__The task__:
Could you return the entire listing below exactly as written?
>>>
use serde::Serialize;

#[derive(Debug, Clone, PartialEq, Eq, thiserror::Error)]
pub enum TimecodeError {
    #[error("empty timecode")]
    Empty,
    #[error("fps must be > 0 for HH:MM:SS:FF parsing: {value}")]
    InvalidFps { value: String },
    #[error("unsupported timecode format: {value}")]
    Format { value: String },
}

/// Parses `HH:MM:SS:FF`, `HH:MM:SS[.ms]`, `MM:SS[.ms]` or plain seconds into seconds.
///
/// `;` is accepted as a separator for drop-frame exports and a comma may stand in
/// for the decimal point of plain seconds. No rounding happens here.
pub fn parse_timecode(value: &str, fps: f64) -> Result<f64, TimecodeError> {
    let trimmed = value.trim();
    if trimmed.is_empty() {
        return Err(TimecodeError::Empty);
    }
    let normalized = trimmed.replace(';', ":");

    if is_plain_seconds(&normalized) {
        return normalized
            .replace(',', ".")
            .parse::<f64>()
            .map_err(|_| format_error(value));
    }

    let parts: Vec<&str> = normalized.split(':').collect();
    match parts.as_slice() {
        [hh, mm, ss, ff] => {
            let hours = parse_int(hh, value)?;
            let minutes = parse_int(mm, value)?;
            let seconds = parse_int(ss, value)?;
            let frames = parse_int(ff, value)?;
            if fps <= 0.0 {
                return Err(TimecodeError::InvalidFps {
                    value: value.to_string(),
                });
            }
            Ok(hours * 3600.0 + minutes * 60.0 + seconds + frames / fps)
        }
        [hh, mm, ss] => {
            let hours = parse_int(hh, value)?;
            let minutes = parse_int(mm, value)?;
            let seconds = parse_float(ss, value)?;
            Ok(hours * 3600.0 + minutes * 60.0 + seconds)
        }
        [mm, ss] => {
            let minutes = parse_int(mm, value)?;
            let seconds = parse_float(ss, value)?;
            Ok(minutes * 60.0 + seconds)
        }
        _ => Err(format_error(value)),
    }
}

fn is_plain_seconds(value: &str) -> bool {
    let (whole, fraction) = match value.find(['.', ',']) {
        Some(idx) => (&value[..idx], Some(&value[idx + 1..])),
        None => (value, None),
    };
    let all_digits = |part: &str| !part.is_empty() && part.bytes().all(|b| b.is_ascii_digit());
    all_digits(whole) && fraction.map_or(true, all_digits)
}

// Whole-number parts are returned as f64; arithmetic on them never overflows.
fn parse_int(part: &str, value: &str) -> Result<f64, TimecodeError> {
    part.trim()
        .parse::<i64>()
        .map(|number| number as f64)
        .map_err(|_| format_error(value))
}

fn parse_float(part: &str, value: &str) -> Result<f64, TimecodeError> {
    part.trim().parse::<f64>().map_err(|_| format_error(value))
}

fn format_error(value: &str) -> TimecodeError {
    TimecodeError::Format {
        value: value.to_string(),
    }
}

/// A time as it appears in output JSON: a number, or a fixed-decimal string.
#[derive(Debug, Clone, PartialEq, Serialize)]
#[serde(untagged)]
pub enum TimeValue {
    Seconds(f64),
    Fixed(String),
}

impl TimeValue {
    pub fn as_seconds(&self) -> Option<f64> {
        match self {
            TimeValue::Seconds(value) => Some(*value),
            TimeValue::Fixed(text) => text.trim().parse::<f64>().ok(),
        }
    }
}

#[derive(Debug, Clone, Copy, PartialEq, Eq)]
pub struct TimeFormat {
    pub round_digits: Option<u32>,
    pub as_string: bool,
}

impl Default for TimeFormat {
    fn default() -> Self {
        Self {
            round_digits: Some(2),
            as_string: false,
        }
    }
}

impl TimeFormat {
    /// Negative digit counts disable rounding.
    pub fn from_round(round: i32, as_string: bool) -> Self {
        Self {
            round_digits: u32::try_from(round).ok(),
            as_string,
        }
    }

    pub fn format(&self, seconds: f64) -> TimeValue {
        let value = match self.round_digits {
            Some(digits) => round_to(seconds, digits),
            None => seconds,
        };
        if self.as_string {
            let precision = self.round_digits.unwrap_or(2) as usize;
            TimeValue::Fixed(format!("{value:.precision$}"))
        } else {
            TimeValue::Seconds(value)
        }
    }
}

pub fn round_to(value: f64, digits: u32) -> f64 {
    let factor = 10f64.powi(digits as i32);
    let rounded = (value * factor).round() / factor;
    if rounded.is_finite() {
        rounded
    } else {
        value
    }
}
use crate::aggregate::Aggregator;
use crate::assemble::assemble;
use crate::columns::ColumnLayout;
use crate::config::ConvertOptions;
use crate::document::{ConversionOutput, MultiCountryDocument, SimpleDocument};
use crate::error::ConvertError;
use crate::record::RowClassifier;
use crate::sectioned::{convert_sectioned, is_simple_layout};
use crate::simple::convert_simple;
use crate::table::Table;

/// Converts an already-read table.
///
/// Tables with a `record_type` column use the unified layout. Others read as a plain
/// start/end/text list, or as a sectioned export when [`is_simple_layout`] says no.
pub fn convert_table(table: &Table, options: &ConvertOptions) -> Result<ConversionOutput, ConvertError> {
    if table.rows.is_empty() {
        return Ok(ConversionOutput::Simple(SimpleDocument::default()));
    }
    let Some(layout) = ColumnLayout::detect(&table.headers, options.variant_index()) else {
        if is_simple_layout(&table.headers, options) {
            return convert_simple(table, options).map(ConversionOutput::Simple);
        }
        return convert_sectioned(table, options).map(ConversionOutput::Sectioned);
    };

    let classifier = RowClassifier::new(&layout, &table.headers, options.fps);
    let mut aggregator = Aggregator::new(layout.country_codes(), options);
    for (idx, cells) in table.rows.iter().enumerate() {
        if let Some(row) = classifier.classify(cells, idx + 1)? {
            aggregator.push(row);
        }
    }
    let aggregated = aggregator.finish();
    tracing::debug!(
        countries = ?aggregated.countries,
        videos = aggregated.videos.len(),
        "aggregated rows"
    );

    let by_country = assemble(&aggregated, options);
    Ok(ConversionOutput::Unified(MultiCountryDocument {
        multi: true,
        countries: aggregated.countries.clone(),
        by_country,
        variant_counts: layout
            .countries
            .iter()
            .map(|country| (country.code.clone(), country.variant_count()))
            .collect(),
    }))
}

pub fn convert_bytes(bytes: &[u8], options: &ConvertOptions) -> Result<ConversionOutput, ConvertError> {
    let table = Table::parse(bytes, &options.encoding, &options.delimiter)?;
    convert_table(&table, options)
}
<<<
__Your solution__:
use serde::Serialize;

#[derive(Debug, Clone, PartialEq, Eq, thiserror::Error)]
pub enum TimecodeError {
    #[error("empty timecode")]
    Empty,
    #[error("fps must be > 0 for HH:MM:SS:FF parsing: {value}")]
    InvalidFps { value: String },
    #[error("unsupported timecode format: {value}")]
    Format { value: String },
}

/// Parses `HH:MM:SS:FF`, `HH:MM:SS[.ms]`, `MM:SS[.ms]` or plain seconds into seconds.
///
/// `;` is accepted as a separator for drop-frame exports and a comma may stand in
/// for the decimal point of plain seconds. No rounding happens here.
pub fn parse_timecode(value: &str, fps: f64) -> Result<f64, TimecodeError> {
    let trimmed = value.trim();
    if trimmed.is_empty() {
        return Err(TimecodeError::Empty);
    }
    let normalized = trimmed.replace(';', ":");

    if is_plain_seconds(&normalized) {
        return normalized
            .replace(',', ".")
            .parse::<f64>()
            .map_err(|_| format_error(value));
    }

    let parts: Vec<&str> = normalized.split(':').collect();
    match parts.as_slice() {
        [hh, mm, ss, ff] => {
            let hours = parse_int(hh, value)?;
            let minutes = parse_int(mm, value)?;
            let seconds = parse_int(ss, value)?;
            let frames = parse_int(ff, value)?;
            if fps <= 0.0 {
                return Err(TimecodeError::InvalidFps {
                    value: value.to_string(),
                });
            }
            Ok(hours * 3600.0 + minutes * 60.0 + seconds + frames / fps)
        }
        [hh, mm, ss] => {
            let hours = parse_int(hh, value)?;
            let minutes = parse_int(mm, value)?;
            let seconds = parse_float(ss, value)?;
            Ok(hours * 3600.0 + minutes * 60.0 + seconds)
        }
        [mm, ss] => {
            let minutes = parse_int(mm, value)?;
            let seconds = parse_float(ss, value)?;
            Ok(minutes * 60.0 + seconds)
        }
        _ => Err(format_error(value)),
    }
}

fn is_plain_seconds(value: &str) -> bool {
    let (whole, fraction) = match value.find(['.', ',']) {
        Some(idx) => (&value[..idx], Some(&value[idx + 1..])),
        None => (value, None),
    };
    let all_digits = |part: &str| !part.is_empty() && part.bytes().all(|b| b.is_ascii_digit());
    all_digits(whole) && fraction.map_or(true, all_digits)
}

// Whole-number parts are returned as f64; arithmetic on them never overflows.
fn parse_int(part: &str, value: &str) -> Result<f64, TimecodeError> {
    part.trim()
        .parse::<i64>()
        .map(|number| number as f64)
        .map_err(|_| format_error(value))
}

fn parse_float(part: &str, value: &str) -> Result<f64, TimecodeError> {
    part.trim().parse::<f64>().map_err(|_| format_error(value))
}

fn format_error(value: &str) -> TimecodeError {
    TimecodeError::Format {
        value: value.to_string(),
    }
}

/// A time as it appears in output JSON: a number, or a fixed-decimal string.
#[derive(Debug, Clone, PartialEq, Serialize)]
#[serde(untagged)]
pub enum TimeValue {
    Seconds(f64),
    Fixed(String),
}

impl TimeValue {
    pub fn as_seconds(&self) -> Option<f64> {
        match self {
            TimeValue::Seconds(value) => Some(*value),
            TimeValue::Fixed(text) => text.trim().parse::<f64>().ok(),
        }
    }
}

#[derive(Debug, Clone, Copy, PartialEq, Eq)]
pub struct TimeFormat {
    pub round_digits: Option<u32>,
    pub as_string: bool,
}

impl Default for TimeFormat {
    fn default() -> Self {
        Self {
            round_digits: Some(2),
            as_string: false,
        }
    }
}

impl TimeFormat {
    /// Negative digit counts disable rounding.
    pub fn from_round(round: i32, as_string: bool) -> Self {
        Self {
            round_digits: u32::try_from(round).ok(),
            as_string,
        }
    }

    pub fn format(&self, seconds: f64) -> TimeValue {
        let value = match self.round_digits {
            Some(digits) => round_to(seconds, digits),
            None => seconds,
        };
        if self.as_string {
            let precision = self.round_digits.unwrap_or(2) as usize;
            TimeValue::Fixed(format!("{value:.precision$}"))
        } else {
            TimeValue::Seconds(value)
        }
    }
}

pub fn round_to(value: f64, digits: u32) -> f64 {
    let factor = 10f64.powi(digits as i32);
    let rounded = (value * factor).round() / factor;
    if rounded.is_finite() {
        rounded
    } else {
        value
    }
}
use crate::aggregate::Aggregator;
use crate::assemble::assemble;
use crate::columns::ColumnLayout;
use crate::config::ConvertOptions;
use crate::document::{ConversionOutput, MultiCountryDocument, SimpleDocument};
use crate::error::ConvertError;
use crate::record::RowClassifier;
use crate::sectioned::{convert_sectioned, is_simple_layout};
use crate::simple::convert_simple;
use crate::table::Table;

/// Converts an already-read table.
///
/// Tables with a `record_type` column use the unified layout. Others read as a plain
/// start/end/text list, or as a sectioned export when [`is_simple_layout`] says no.
pub fn convert_table(table: &Table, options: &ConvertOptions) -> Result<ConversionOutput, ConvertError> {
    if table.rows.is_empty() {
        return Ok(ConversionOutput::Simple(SimpleDocument::default()));
    }
    let Some(layout) = ColumnLayout::detect(&table.headers, options.variant_index()) else {
        if is_simple_layout(&table.headers, options) {
            return convert_simple(table, options).map(ConversionOutput::Simple);
        }
        return convert_sectioned(table, options).map(ConversionOutput::Sectioned);
    };

    let classifier = RowClassifier::new(&layout, &table.headers, options.fps);
    let mut aggregator = Aggregator::new(layout.country_codes(), options);
    for (idx, cells) in table.rows.iter().enumerate() {
        if let Some(row) = classifier.classify(cells, idx + 1)? {
            aggregator.push(row);
        }
    }
    let aggregated = aggregator.finish();
    tracing::debug!(
        countries = ?aggregated.countries,
        videos = aggregated.videos.len(),
        "aggregated rows"
    );

    let by_country = assemble(&aggregated, options);
    Ok(ConversionOutput::Unified(MultiCountryDocument {
        multi: true,
        countries: aggregated.countries.clone(),
        by_country,
        variant_counts: layout
            .countries
            .iter()
            .map(|country| (country.code.clone(), country.variant_count()))
            .collect(),
    }))
}

pub fn convert_bytes(bytes: &[u8], options: &ConvertOptions) -> Result<ConversionOutput, ConvertError> {
    let table = Table::parse(bytes, &options.encoding, &options.delimiter)?;
    convert_table(&table, options)
}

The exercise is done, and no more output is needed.